Snape exhaled and slowly raised a hand to touch the tiny form. What fur it had left was stunningly soft. Snape petted it additionally, just in surprise at that. Was it possible that he was this thing's master as well as Harry? He did not know such a thing was possible; there must have been a rather interesting extra spell involved if so. The creature responded to his petting by burrowing into his breast pocket and curling up inside it.
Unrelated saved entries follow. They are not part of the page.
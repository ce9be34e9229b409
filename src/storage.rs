//! Local key-value persistence
//!
//! The app keeps very little on the device: a single "onboarding complete"
//! flag. Stores are string-to-string maps.

use crate::error::{LinkSwipeError, Result};
use async_trait::async_trait;
use std::collections::HashMap;
use std::path::{Path, PathBuf};
use std::sync::Arc;
use tokio::sync::{Mutex, RwLock};
use tracing::{debug, warn};

#[async_trait]
pub trait KeyValueStore: Send + Sync {
    async fn get_item(&self, key: &str) -> Result<Option<String>>;

    async fn set_item(&self, key: &str, value: &str) -> Result<()>;

    async fn remove_item(&self, key: &str) -> Result<()>;
}

#[derive(Debug, Default)]
pub struct MemoryKeyValueStore {
    items: RwLock<HashMap<String, String>>,
}

impl MemoryKeyValueStore {
    pub fn new() -> Self {
        Self::default()
    }
}

#[async_trait]
impl KeyValueStore for MemoryKeyValueStore {
    async fn get_item(&self, key: &str) -> Result<Option<String>> {
        Ok(self.items.read().await.get(key).cloned())
    }

    async fn set_item(&self, key: &str, value: &str) -> Result<()> {
        self.items
            .write()
            .await
            .insert(key.to_string(), value.to_string());
        Ok(())
    }

    async fn remove_item(&self, key: &str) -> Result<()> {
        self.items.write().await.remove(key);
        Ok(())
    }
}

/// Store persisted as one JSON object on disk
///
/// Every write rewrites the whole file through a temporary sibling.
#[derive(Debug)]
pub struct FileKeyValueStore {
    path: PathBuf,
    lock: Mutex<()>,
}

impl FileKeyValueStore {
    pub fn new(path: impl Into<PathBuf>) -> Self {
        Self {
            path: path.into(),
            lock: Mutex::new(()),
        }
    }

    /// `storage.json` inside `dir`
    pub fn in_dir(dir: impl AsRef<Path>) -> Self {
        Self::new(dir.as_ref().join("storage.json"))
    }

    pub fn path(&self) -> &Path {
        &self.path
    }

    async fn load(&self) -> Result<HashMap<String, String>> {
        match tokio::fs::read(&self.path).await {
            Ok(bytes) if bytes.is_empty() => Ok(HashMap::new()),
            Ok(bytes) => serde_json::from_slice(&bytes).map_err(|e| {
                LinkSwipeError::Storage(format!("corrupt store {}: {}", self.path.display(), e))
            }),
            Err(e) if e.kind() == std::io::ErrorKind::NotFound => Ok(HashMap::new()),
            Err(e) => Err(e.into()),
        }
    }

    async fn save(&self, items: &HashMap<String, String>) -> Result<()> {
        if let Some(parent) = self.path.parent() {
            tokio::fs::create_dir_all(parent).await?;
        }

        let tmp = self.path.with_extension("json.tmp");
        tokio::fs::write(&tmp, serde_json::to_vec_pretty(items)?).await?;
        tokio::fs::rename(&tmp, &self.path).await?;
        debug!("Saved {} items to {}", items.len(), self.path.display());
        Ok(())
    }
}

#[async_trait]
impl KeyValueStore for FileKeyValueStore {
    async fn get_item(&self, key: &str) -> Result<Option<String>> {
        let _guard = self.lock.lock().await;
        Ok(self.load().await?.remove(key))
    }

    async fn set_item(&self, key: &str, value: &str) -> Result<()> {
        let _guard = self.lock.lock().await;
        let mut items = self.load().await?;
        items.insert(key.to_string(), value.to_string());
        self.save(&items).await
    }

    async fn remove_item(&self, key: &str) -> Result<()> {
        let _guard = self.lock.lock().await;
        let mut items = self.load().await?;
        if items.remove(key).is_some() {
            self.save(&items).await?;
        }
        Ok(())
    }
}

pub const ONBOARDING_KEY: &str = "onboarding-complete";

/// The persisted "onboarding complete" flag
#[derive(Clone)]
pub struct OnboardingFlag {
    store: Arc<dyn KeyValueStore>,
}

impl OnboardingFlag {
    pub fn new(store: Arc<dyn KeyValueStore>) -> Self {
        Self { store }
    }

    /// Unreadable or unknown values count as not complete
    pub async fn is_complete(&self) -> bool {
        match self.store.get_item(ONBOARDING_KEY).await {
            Ok(Some(value)) => value == "true",
            Ok(None) => false,
            Err(e) => {
                warn!("Failed to read onboarding flag: {}", e);
                false
            }
        }
    }

    pub async fn mark_complete(&self) -> Result<()> {
        self.store.set_item(ONBOARDING_KEY, "true").await
    }

    pub async fn reset(&self) -> Result<()> {
        self.store.remove_item(ONBOARDING_KEY).await
    }
}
Tentatively, because he still feared losing a lot of blood should the creature decide to turn the flesh of his hand into ribbons, Snape lifted the thing out to put it in his side pocket, where the lump of it rested more conveniently. A muffled chirp sounded through the layers when it was safely away—a far less frantic sound. Presumably the creature had a name. Snape found himself wondering what it may be.

Next: Chapter 32

Ginny repeated herself. "I'm not staying here with people who think it's fair sticking Harry in prison for his own good." Gesturing downstairs through the floor, she added, "He won't take me to see him. He doesn't even know when he's going to let him out. Harry's going mad and Dad doesn't care!"

"Harry's not going mad, Dear, he used to live in a cupboard, I'm sure he's doing fine."

Ginny gaped at her mother. "I don't believe you said that. Isn't he always your favorite when he's here?" Ginny stopped to catch her breath from shouting, the prophecy felt like a heavy, sodden blanket over her, making it hard get air. If it was Harry in the prophecy, what were they all going to do? Realizing that she held her broom, and her trunk was at her feet and the window wide open, she said, "I'm going now." She tore down the decorative sash from the curtain rod and tethered her hovered trunk to the broom with it, glad she would not have to use her scarf because she needed it to keep warm. "Don't tell Dad goodbye for me," she said as she climbed onto the window sill.

Chapter 32 — Corruption

Christmas day passed like every other day in the house in Shrewsthorpe. The piles of presents went untouched until Snape had an idea and went to sort through them. Kali crawled up onto his shoulder to better observer these doings, reminding him that her claws could again use a trimming. Snape found what he was looking for and tucked the beating-heart-covered box under his arm and went to the library where Candide rested in a belly relieving, twisted position on the divan, listening to the wizard wireless on low.

"Merry Christmas, Severus."

Nodding awkwardly, Snape said flatly, "And to you."

"What's that?" She coyly asked. "We aren't opening presents until Harry's back, you know."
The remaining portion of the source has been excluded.